Barring rainy weather in late April or early May, California will be able to meet the demand for cherries from early May until about June 20, Jameson said.

Another bumper crop would not mean an oversupply, he said.

“Even if we go to the 11 million to 12 million carton range, we still have a nice pipeline for cherries,” Jameson said.

The central district harvest for Grower Direct Marketing will add rainiers to its inventory of brooks and tulares, Hanson said.

The bloom at the northern end of the San Joaquin Valley ran into late March, grower-shippers said. The March rains were not a major concern, however, said Rich Sambado, sales manager for Primavera Marketing Inc., Stockton.

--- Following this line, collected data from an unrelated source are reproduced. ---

// ── Persistent key/value store ──
//
// The cache's storage collaborator: one logical table of JSON values
// keyed by cache key. Hosts plug in their own driver; two are bundled.

mod file;
mod memory;

use async_trait::async_trait;
use serde_json::Value;
use thiserror::Error;

pub use file::FileStore;
pub use memory::MemoryStore;

#[derive(Debug, Error)]
pub enum StoreError {
    #[error("store I/O failed: {0}")]
    Io(#[from] std::io::Error),

    #[error("store contents are not valid JSON: {0}")]
    Corrupt(#[from] serde_json::Error),

    #[error("store unavailable: {0}")]
    Unavailable(String),
}

/// Async get/put/delete/clear/keys over JSON values.
#[async_trait]
pub trait KvStore: Send + Sync + 'static {
    async fn get(&self, key: &str) -> Result<Option<Value>, StoreError>;

    async fn put(&self, key: &str, value: Value) -> Result<(), StoreError>;

    /// Removing a missing key is not an error.
    async fn delete(&self, key: &str) -> Result<(), StoreError>;

    async fn clear(&self) -> Result<(), StoreError>;

    async fn keys(&self) -> Result<Vec<String>, StoreError>;
}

“The March weather during bloom was a factor, but the crop load of last year and pruning practices, frankly, have a bigger role in determining the crop load,” he said.

Other factors in the northern district are new early varieties, Sambado said. Those include chelans, garnets and corals. Bings, once representing 75% of all California cherries, continue to dominate, but the variety’s share of the pie is getting smaller, Sambado said.

“With all the new acreage up and down the state and the new varieties, that percentage has dropped somewhat,” he said.

“But bings are still a solid 60% of the state’s volume.”

A limited amount of the north valley early season varieties could begin to ship in late April, Sambado said, because lighter crops come on faster.

Primavera was scheduled to begin the season May 2, he said, with the bing harvest scheduled to begin about May 23 “and really ramping up the first two weeks in June.”

Grower Direct Marketing in the north valley concentrates on bings, Hanson said, with the harvest scheduled to begin in mid-May.

Lodi-based Rivermaid Trading Co., formerly All State Packers, will start the season with brooks, tulares and a limited supply of corals, said Larelle Miller, sales manager. Harvesting was scheduled to begin the first week in May.

California’s emerging growing district is Hollister-Gilroy-Morgan Hill, located about 30 miles south of San Jose and further south. The district’s production comes at the end of the California season, Sambado said.

“That district will start about June 1,” he said, “and now represents close to 500,000 cartons.”